### Required action:
Please give back, word for word, only the lines starting at the one containing "pub mod classifier;" and ending at the one containing "for hand-off payloads" within the material below.

### Exercise input:
▬▬▬▬▬▬
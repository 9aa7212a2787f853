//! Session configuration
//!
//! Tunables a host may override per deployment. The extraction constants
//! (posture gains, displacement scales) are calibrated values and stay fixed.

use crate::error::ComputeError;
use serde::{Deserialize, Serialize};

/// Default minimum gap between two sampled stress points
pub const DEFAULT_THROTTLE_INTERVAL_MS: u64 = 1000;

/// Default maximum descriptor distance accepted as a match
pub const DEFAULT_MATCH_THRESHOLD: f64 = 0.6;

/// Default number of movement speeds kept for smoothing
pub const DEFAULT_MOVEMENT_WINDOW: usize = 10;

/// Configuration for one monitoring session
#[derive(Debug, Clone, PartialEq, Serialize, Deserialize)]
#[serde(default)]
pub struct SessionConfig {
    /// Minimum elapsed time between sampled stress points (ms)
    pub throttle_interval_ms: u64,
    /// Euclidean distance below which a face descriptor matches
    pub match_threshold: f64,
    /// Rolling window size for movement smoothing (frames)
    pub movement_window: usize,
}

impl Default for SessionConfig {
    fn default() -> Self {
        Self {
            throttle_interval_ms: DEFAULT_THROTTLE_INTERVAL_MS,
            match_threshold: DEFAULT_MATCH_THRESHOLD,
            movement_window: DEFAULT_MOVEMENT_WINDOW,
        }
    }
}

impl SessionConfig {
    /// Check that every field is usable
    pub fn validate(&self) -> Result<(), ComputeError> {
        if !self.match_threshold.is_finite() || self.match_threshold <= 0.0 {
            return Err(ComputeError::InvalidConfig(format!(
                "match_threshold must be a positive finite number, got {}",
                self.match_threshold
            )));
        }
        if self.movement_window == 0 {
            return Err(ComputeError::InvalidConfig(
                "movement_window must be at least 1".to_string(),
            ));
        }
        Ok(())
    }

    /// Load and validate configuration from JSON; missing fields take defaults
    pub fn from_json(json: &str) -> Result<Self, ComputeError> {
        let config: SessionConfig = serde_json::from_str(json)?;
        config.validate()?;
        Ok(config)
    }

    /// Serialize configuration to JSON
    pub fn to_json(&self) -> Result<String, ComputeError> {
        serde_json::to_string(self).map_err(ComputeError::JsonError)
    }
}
▬▬▬▬▬▬
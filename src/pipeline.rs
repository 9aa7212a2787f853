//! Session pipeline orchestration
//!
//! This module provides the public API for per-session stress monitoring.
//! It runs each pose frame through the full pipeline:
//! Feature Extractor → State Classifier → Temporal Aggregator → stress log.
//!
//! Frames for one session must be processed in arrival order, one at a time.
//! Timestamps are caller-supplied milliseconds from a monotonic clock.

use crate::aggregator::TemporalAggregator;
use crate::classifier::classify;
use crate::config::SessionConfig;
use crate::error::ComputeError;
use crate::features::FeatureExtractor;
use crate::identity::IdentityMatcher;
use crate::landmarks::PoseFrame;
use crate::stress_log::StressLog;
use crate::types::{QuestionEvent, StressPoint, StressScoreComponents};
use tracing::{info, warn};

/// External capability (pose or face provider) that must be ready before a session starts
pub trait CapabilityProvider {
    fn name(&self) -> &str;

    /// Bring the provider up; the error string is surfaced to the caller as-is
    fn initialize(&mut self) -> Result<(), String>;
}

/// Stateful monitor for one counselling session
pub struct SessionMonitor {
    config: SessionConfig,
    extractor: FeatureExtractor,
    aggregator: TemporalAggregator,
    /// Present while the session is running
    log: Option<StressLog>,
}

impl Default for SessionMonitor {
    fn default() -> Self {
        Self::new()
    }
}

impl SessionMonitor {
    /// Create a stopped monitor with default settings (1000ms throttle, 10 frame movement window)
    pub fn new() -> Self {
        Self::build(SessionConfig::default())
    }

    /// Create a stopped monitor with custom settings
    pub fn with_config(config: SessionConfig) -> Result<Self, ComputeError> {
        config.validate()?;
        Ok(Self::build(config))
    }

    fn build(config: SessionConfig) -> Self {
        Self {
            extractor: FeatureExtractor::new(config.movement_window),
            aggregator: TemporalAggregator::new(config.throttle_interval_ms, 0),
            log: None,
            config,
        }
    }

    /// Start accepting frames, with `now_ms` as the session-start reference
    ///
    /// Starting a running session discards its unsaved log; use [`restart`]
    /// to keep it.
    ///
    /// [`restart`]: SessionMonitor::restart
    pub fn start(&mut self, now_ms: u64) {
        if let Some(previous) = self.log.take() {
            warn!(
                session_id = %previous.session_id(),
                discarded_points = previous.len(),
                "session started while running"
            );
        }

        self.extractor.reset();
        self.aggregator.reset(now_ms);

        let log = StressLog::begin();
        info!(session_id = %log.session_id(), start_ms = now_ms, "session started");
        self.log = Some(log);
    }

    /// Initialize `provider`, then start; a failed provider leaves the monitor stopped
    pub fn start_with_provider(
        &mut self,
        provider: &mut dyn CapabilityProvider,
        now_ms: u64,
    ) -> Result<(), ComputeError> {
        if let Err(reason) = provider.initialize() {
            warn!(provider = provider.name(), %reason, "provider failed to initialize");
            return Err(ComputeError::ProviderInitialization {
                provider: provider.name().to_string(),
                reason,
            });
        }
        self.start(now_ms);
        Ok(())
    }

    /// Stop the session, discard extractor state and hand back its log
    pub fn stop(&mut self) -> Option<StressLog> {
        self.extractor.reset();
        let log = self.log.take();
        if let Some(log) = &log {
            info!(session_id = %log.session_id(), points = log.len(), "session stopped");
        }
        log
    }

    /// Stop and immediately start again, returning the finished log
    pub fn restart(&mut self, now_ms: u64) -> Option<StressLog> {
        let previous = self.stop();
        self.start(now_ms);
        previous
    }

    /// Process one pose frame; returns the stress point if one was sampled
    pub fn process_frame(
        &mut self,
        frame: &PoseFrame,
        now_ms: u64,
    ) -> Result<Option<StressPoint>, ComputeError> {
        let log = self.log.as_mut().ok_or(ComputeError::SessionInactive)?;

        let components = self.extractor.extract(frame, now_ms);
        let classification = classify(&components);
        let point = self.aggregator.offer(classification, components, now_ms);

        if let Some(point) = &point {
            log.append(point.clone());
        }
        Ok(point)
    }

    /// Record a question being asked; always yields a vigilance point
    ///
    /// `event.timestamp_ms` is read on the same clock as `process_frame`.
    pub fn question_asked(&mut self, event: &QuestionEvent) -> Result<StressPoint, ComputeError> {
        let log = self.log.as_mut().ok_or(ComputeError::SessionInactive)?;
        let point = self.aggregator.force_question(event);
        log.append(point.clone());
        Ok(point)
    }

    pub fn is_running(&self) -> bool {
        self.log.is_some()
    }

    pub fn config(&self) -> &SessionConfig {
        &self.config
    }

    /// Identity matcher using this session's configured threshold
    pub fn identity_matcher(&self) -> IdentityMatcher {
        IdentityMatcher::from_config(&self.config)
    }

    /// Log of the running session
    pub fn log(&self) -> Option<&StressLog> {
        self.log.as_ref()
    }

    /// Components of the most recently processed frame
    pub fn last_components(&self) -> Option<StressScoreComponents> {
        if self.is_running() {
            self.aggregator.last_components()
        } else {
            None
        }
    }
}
▬▬▬▬▬▬
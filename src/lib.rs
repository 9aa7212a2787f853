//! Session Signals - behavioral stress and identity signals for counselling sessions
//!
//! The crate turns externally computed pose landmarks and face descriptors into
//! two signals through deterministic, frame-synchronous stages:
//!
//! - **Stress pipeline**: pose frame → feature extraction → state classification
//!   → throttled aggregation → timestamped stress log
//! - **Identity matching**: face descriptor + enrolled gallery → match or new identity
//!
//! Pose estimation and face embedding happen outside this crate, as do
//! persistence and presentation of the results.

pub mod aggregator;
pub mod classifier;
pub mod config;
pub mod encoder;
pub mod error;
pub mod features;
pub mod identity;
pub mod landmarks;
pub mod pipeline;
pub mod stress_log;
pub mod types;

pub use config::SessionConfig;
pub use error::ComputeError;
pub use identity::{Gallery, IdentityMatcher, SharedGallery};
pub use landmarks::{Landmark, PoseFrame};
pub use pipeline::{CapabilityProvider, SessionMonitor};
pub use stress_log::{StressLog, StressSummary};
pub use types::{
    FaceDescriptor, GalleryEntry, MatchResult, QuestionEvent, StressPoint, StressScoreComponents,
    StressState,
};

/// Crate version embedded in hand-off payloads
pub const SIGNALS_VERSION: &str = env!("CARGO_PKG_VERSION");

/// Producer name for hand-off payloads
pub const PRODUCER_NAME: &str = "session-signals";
▬▬▬▬▬▬
### Output for this exercise:
pub mod classifier;
pub mod config;
pub mod encoder;
pub mod error;
pub mod features;
pub mod identity;
pub mod landmarks;
pub mod pipeline;
pub mod stress_log;
pub mod types;

pub use config::SessionConfig;
pub use error::ComputeError;
pub use identity::{Gallery, IdentityMatcher, SharedGallery};
pub use landmarks::{Landmark, PoseFrame};
pub use pipeline::{CapabilityProvider, SessionMonitor};
pub use stress_log::{StressLog, StressSummary};
pub use types::{
    FaceDescriptor, GalleryEntry, MatchResult, QuestionEvent, StressPoint, StressScoreComponents,
    StressState,
};

/// Crate version embedded in hand-off payloads
pub const SIGNALS_VERSION: &str = env!("CARGO_PKG_VERSION");

/// Producer name for hand-off payloads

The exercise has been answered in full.